▼
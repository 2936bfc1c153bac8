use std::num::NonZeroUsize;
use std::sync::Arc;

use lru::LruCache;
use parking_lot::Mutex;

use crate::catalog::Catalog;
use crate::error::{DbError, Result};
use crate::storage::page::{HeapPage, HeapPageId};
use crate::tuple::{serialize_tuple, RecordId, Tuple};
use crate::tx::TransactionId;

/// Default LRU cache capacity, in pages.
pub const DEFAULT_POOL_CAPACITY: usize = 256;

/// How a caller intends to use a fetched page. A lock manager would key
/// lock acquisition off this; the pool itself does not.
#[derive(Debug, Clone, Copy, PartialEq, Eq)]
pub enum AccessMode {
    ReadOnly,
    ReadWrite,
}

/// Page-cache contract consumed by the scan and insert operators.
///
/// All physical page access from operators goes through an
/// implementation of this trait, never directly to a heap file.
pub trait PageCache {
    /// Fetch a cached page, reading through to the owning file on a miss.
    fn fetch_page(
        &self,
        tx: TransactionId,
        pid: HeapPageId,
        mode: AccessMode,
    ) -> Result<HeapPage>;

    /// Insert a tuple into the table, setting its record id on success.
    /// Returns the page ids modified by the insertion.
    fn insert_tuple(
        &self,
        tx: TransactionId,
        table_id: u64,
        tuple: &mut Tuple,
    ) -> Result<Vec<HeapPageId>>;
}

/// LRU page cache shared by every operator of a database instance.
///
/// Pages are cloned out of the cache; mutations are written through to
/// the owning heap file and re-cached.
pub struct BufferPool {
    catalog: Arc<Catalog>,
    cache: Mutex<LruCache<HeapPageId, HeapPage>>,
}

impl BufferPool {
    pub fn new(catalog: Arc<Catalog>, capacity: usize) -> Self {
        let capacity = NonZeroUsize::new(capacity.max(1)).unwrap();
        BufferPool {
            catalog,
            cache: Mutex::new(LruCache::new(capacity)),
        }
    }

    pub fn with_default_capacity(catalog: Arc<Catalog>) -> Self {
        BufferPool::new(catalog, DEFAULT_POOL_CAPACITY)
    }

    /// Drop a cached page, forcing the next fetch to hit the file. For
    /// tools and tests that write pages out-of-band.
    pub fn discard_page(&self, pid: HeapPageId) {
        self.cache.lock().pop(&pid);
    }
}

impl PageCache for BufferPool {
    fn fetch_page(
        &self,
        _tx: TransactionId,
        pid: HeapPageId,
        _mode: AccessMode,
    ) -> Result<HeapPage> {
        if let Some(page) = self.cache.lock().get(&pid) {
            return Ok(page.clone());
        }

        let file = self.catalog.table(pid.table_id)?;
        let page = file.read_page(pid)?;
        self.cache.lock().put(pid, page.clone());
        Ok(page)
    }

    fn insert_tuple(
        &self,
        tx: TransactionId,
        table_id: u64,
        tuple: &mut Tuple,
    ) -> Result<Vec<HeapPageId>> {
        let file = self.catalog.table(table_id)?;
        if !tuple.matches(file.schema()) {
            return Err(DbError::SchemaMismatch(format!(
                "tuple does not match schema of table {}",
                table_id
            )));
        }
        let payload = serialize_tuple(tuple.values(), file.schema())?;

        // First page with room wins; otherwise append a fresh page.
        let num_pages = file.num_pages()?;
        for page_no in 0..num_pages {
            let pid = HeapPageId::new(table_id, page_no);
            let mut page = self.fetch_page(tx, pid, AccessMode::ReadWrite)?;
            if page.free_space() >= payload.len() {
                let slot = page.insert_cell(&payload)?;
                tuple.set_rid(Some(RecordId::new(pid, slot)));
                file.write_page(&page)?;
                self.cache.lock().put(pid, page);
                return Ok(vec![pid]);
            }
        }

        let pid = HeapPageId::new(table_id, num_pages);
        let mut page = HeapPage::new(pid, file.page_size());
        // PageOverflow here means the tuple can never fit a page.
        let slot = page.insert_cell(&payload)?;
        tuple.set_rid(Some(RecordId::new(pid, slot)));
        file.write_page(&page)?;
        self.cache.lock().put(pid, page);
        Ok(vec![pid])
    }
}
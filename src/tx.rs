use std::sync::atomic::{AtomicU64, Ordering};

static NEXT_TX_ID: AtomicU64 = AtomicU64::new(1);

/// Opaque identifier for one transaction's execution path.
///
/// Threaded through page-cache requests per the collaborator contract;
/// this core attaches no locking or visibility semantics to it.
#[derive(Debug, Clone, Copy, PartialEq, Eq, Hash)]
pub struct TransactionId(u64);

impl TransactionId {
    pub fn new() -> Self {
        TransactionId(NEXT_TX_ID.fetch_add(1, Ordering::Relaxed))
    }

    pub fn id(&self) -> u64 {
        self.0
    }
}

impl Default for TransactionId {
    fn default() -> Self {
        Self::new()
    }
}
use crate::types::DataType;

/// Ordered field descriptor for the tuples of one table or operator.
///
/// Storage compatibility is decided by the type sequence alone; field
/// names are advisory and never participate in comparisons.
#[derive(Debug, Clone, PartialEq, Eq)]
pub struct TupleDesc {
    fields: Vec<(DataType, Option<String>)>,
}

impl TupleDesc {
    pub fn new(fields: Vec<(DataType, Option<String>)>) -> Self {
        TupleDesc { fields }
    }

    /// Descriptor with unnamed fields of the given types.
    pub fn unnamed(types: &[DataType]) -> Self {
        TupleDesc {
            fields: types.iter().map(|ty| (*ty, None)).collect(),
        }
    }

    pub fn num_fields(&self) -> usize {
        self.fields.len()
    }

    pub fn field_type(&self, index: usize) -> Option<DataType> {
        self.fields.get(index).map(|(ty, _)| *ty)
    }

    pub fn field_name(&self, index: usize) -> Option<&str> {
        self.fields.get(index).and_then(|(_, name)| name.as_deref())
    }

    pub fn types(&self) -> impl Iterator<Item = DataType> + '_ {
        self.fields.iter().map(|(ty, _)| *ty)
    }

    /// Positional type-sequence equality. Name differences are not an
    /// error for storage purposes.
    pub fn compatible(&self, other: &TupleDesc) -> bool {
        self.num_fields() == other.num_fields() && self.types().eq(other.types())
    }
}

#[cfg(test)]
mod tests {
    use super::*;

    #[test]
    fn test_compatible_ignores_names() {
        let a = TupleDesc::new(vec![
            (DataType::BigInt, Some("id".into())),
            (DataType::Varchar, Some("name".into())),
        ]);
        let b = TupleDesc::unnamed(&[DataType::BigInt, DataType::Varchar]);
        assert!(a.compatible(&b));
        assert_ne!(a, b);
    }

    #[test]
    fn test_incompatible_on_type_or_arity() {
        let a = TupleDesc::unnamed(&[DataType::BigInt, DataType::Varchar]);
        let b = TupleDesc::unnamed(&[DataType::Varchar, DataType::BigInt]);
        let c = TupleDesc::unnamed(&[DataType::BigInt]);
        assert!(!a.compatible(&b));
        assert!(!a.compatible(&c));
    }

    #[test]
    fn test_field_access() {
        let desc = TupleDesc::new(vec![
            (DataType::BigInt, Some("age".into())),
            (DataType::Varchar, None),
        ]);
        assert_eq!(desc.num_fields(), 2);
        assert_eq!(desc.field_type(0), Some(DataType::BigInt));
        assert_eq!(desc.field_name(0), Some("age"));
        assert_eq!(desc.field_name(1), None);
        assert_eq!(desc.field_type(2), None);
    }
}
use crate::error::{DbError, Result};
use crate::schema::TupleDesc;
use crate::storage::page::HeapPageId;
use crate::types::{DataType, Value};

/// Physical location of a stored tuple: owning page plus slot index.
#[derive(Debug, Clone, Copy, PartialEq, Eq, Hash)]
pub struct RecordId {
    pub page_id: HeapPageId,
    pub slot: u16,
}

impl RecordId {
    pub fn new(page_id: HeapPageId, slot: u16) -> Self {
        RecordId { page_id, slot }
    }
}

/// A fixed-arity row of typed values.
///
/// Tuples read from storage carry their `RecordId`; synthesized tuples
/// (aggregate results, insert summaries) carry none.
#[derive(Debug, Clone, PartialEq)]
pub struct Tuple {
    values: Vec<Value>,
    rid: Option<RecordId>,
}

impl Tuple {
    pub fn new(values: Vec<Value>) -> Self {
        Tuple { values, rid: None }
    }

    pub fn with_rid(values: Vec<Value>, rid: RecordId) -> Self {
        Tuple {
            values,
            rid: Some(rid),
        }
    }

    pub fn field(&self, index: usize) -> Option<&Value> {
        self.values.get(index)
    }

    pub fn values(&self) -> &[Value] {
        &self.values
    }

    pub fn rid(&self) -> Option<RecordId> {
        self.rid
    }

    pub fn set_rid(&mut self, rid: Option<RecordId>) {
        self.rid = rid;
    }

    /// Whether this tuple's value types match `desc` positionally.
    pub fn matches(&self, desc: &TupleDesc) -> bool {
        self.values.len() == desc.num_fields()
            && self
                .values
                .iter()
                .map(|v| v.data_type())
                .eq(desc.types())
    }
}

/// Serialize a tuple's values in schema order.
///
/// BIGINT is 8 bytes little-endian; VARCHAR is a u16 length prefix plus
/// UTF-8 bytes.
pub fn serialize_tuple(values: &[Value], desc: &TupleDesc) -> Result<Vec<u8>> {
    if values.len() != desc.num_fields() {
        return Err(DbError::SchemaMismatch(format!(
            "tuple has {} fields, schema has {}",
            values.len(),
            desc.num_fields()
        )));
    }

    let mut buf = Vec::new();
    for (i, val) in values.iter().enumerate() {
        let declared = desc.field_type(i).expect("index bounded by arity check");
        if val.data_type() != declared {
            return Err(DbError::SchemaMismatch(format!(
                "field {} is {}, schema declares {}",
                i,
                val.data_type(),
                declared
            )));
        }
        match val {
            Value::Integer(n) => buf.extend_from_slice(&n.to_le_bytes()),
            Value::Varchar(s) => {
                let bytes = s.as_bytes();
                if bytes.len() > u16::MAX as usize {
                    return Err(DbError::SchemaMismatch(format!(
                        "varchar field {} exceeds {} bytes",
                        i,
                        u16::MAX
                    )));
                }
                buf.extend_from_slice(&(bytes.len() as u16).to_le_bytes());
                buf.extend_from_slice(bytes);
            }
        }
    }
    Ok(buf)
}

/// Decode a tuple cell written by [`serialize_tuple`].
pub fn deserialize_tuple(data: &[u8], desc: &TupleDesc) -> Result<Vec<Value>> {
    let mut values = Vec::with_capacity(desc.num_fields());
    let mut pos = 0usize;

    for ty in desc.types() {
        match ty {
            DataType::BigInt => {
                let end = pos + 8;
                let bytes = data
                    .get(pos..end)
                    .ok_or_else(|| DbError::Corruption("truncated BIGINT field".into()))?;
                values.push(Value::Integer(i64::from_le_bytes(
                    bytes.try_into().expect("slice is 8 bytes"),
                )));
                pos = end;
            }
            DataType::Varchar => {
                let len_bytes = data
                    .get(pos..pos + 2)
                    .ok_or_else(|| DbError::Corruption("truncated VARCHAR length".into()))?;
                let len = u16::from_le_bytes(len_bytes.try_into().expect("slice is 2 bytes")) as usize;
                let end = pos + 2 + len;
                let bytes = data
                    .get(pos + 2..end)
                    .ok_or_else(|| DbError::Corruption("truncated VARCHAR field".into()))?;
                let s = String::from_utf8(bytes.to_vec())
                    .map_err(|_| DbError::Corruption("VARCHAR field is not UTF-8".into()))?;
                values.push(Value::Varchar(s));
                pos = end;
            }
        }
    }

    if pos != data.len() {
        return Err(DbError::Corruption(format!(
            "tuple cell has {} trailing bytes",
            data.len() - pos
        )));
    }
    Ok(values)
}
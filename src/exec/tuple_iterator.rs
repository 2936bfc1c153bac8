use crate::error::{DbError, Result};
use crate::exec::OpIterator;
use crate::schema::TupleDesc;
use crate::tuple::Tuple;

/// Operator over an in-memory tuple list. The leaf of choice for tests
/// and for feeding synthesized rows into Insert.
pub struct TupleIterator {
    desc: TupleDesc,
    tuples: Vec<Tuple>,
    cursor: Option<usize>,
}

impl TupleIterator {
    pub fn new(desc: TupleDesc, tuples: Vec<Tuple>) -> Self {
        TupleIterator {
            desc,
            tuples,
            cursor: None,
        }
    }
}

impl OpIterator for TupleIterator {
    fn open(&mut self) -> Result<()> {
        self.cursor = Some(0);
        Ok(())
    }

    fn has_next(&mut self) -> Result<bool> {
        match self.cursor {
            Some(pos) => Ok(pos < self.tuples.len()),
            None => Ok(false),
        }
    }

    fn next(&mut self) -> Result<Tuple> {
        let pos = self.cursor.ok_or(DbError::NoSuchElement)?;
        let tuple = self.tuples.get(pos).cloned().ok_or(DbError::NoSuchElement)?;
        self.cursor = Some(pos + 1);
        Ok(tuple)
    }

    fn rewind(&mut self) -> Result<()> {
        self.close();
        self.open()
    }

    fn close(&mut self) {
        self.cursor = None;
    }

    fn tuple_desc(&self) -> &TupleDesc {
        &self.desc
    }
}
▲
▸ **WHAT TO DO**
Of all the entries above, repeat only the lines from the line that has "impl Default for" to the line that has "pub fn field_name(&self, index: usize)", both lines included, exactly.

▸ **REPLY TO THE TASK**
impl Default for TransactionId {
    fn default() -> Self {
        Self::new()
    }
}
use crate::types::DataType;

/// Ordered field descriptor for the tuples of one table or operator.
///
/// Storage compatibility is decided by the type sequence alone; field
/// names are advisory and never participate in comparisons.
#[derive(Debug, Clone, PartialEq, Eq)]
pub struct TupleDesc {
    fields: Vec<(DataType, Option<String>)>,
}

impl TupleDesc {
    pub fn new(fields: Vec<(DataType, Option<String>)>) -> Self {
        TupleDesc { fields }
    }

    /// Descriptor with unnamed fields of the given types.
    pub fn unnamed(types: &[DataType]) -> Self {
        TupleDesc {
            fields: types.iter().map(|ty| (*ty, None)).collect(),
        }
    }

    pub fn num_fields(&self) -> usize {
        self.fields.len()
    }

    pub fn field_type(&self, index: usize) -> Option<DataType> {
        self.fields.get(index).map(|(ty, _)| *ty)
    }

    pub fn field_name(&self, index: usize) -> Option<&str> {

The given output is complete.